There are now no longer any restrictions on how much of the fund can be taken in income drawdown – all of the fund can be taken at once if desired – though be warned this could incur a large tax bill. In general terms, drawdown has ultimate flexibility but no guarantees, whereas an annuity has an ultimate guarantee but no flexibility. A point often overlooked is that it is possible to have some of each. A great starting point to understand the choices available to you is Pension Wise – a free to use body set up by the Government that can give you more information on your options if you are over the age of 50 with a pension pot.
To establish how affected your retirement plans are, the first and most obvious starting point should be to work out how much income you are going to need. Consider what is essential spending, such as food, paying household bills, rent etc. Then also consider what would give a more comfortable existence, for example with holidays, meals out etc.
Once you have a number in mind, you can get an idea of how close – or otherwise – you are to this figure. It is an extremely rough rule of thumb, but you could ascertain a potential income figure by using say 3% of your pension fund to pay income every year. Professional opinion differs on what number to use, but most figures quoted tend to be somewhere around this number, though of course there are no guarantees and the actual figure will likely be lower or higher than this. You will also need to factor in income from any other sources that you may have, as well as any state pension. Get your forecast for the state pension.

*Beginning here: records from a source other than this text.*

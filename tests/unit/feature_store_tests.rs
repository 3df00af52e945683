use lob_microstructure::features::FeatureRecord;
use lob_microstructure::labeling::{Label, LabelConfig};
use lob_microstructure::orderbook::Side;
use lob_microstructure::pipeline::{
    PipelineError, ProcessingMode, Processor, ProcessorConfig, Update,
};
use lob_microstructure::sink::FeatureStore;
use std::fs;
use tempfile::tempdir;

#[cfg(test)]
mod tests {
    use super::*;

    /// Replay ten one-second buckets with an up, down, flat mid pattern.
    fn populated_store() -> FeatureStore {
        let config = ProcessorConfig {
            mode: ProcessingMode::Replay,
            labels: LabelConfig {
                horizon_ms: 1_000,
                ..LabelConfig::default()
            },
            ..ProcessorConfig::default()
        };
        let mut processor = Processor::new(config, FeatureStore::new()).unwrap();

        let mids = [100.0, 101.0, 100.0, 100.0, 102.0, 101.0, 101.0, 103.0, 102.0, 102.0];
        for (k, mid) in mids.into_iter().enumerate() {
            let ts = 10_000 + k as u64 * 1_000;
            processor
                .on_update(Update::new(ts, Side::Bid, mid - 0.5, 1.0))
                .unwrap();
            processor
                .on_update(Update::new(ts + 1, Side::Ask, mid + 0.5, 1.0))
                .unwrap();
        }
        processor.finalize().unwrap();
        processor.into_sink()
    }

    #[test]
    fn test_stats_after_pipeline_run() {
        let store = populated_store();
        let stats = store.stats();

        assert_eq!(stats.total_records, 10);
        assert_eq!(stats.labeled_records, 9);
        assert_eq!(stats.time_span_ms, 9_000);
        assert_eq!(stats.label_distribution.get(&Label::Up), Some(&3));
        assert_eq!(stats.label_distribution.get(&Label::Down), Some(&3));
        assert_eq!(stats.label_distribution.get(&Label::Flat), Some(&3));
        assert_eq!(store.records().last().unwrap().label, None);
    }

    #[test]
    fn test_save_and_reload_json_lines() {
        let store = populated_store();
        let dir = tempdir().unwrap();
        let path = dir.path().join("features.jsonl");

        store.save_json_lines(&path).unwrap();

        let contents = fs::read_to_string(&path).unwrap();
        let reloaded: Vec<FeatureRecord> = contents
            .lines()
            .map(|line| serde_json::from_str(line).unwrap())
            .collect();
        assert_eq!(reloaded.len(), store.len());
        for (loaded, original) in reloaded.iter().zip(store.records()) {
            assert_eq!(loaded.timestamp, original.timestamp);
            assert_eq!(loaded.label, original.label);
            assert_eq!(loaded.features.mid_price, original.features.mid_price);
            assert!(
                (loaded.features.rolling_volatility - original.features.rolling_volatility).abs()
                    < 1e-12
            );
        }
    }

    #[test]
    fn test_save_replaces_existing_file() {
        let dir = tempdir().unwrap();
        let path = dir.path().join("features.jsonl");
        fs::write(&path, "stale\nstale\nstale\n").unwrap();

        FeatureStore::new().save_json_lines(&path).unwrap();
        assert_eq!(fs::read_to_string(&path).unwrap(), "");
    }

    #[test]
    fn test_save_into_missing_directory_fails() {
        let dir = tempdir().unwrap();
        let path = dir.path().join("missing").join("features.jsonl");

        let err = populated_store().save_json_lines(&path).unwrap_err();
        match err {
            PipelineError::Io { path: failed, .. } => assert_eq!(failed, path),
            other => panic!("unexpected error: {other}"),
        }
    }

    #[test]
    fn test_config_file_round_trip() {
        let dir = tempdir().unwrap();
        let path = dir.path().join("processor.json");
        fs::write(
            &path,
            r#"{ "mode": "replay", "snapshot_interval_ms": 250, "features": { "depth": 5 } }"#,
        )
        .unwrap();

        let config = ProcessorConfig::from_json_file(&path).unwrap();
        assert_eq!(config.mode, ProcessingMode::Replay);
        assert_eq!(config.snapshot_interval_ms, 250);
        assert_eq!(config.features.depth, 5);
        assert_eq!(config.features.window, 50);
    }
}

There are a number of options worth considering, none of these being exclusive. It is also not an exhaustive list!
If circumstances allow, you could retire later, allowing you to save more for your retirement and potentially see funds increase in value (though this is by no means guaranteed), and ultimately the funds will be required for less time as your retirement time period will be shorter. This is obviously unpalatable for many, however it is a stark reality that some will have to consider. One other option might be to continue working but do so only on a part-time basis.
Paying more contributions into your pension may well be an option, and of course will boost the fund. How much can be paid in is beyond the scope of this article, but it could provide a significant boost to your fund in some circumstances, assuming you have the means to do so. Remember, tax relief will be available to many people if they still are still working, which will help boost their fund further.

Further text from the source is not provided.